I have also experimented with using Microsoft's assembler and linker
rather than binutils.  The most important question is: what value does
adding support for this add?

There is a whole lot that doesn't work.  From memory, there are a few
fairly irreconcillable syntactic differences between gas and ml
(Microsoft's assembler).  So, more support would need to be added to
GCC, or (as I have experimented with) a preprocessor written to convert
gas-isms to ml-isms.

There are also a few dependencies on the linker.  GNU tools for Windows
have a few dependencies on GNU ld that would need to be emulated with
some sort of wrapper for ld.  Alternately, yet more support could be
added to GCC, or associated runtime libraries.

If you'd like to do the work to make GCC do this, I think it would be
prety cool, and I might even be willing to help.  But first, realize
that theres a significant amount of work that may be involved, and think
hard about what benefit would be added.

By the way, note that the MASM32 package you're using doesn't actually
come from Microsoft.  I'm actually a little concerned about the
appropriateness of their redistribution of Microsoft's tools.

> that is acturally NATIVE

This is a matter of some frustration for me.  There is nothing about
*-mingw32 that isn't native; and there isn't anything about GCC on
Windows that makes it any less native than GCC on any other target.

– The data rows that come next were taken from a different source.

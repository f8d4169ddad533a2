//! Counters describing how control sessions ended.

use std::sync::atomic::{AtomicU64, Ordering};

use serde::Serialize;

/// Lock-free session outcome counters shared by every session thread.
#[derive(Debug, Default)]
pub struct SessionStats {
    served: AtomicU64,
    unknown: AtomicU64,
    failed: AtomicU64,
}

/// Point-in-time copy of [`SessionStats`].
#[derive(Debug, Clone, Copy, Default, PartialEq, Eq, Serialize)]
pub struct SessionCounts {
    /// Sessions whose command ran to completion.
    pub served: u64,
    /// Sessions that named an unregistered command.
    pub unknown: u64,
    /// Sessions that ended with any other error.
    pub failed: u64,
}

impl SessionStats {
    /// Creates zeroed counters.
    #[must_use]
    pub fn new() -> Self {
        Self::default()
    }

    pub(crate) fn record_served(&self) {
        self.served.fetch_add(1, Ordering::Relaxed);
    }

    pub(crate) fn record_unknown(&self) {
        self.unknown.fetch_add(1, Ordering::Relaxed);
    }

    pub(crate) fn record_failed(&self) {
        self.failed.fetch_add(1, Ordering::Relaxed);
    }

    /// Reads the current counter values.
    #[must_use]
    pub fn snapshot(&self) -> SessionCounts {
        SessionCounts {
            served: self.served.load(Ordering::Relaxed),
            unknown: self.unknown.load(Ordering::Relaxed),
            failed: self.failed.load(Ordering::Relaxed),
        }
    }
}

I think the real trouble here is the name, MinGW.  I think its just a
historical relic of the port, which came from Cygwin, which wasn't
"MinGW."  I would be very tremendously happy if we could just start
calling it i686-pc-windows, or *-win32, or whatever, if only so my
collegues would understand that the Windows target can be as first-order
as the other targets.  Besides, theres no *-MinGSolaris or *-MinGARM.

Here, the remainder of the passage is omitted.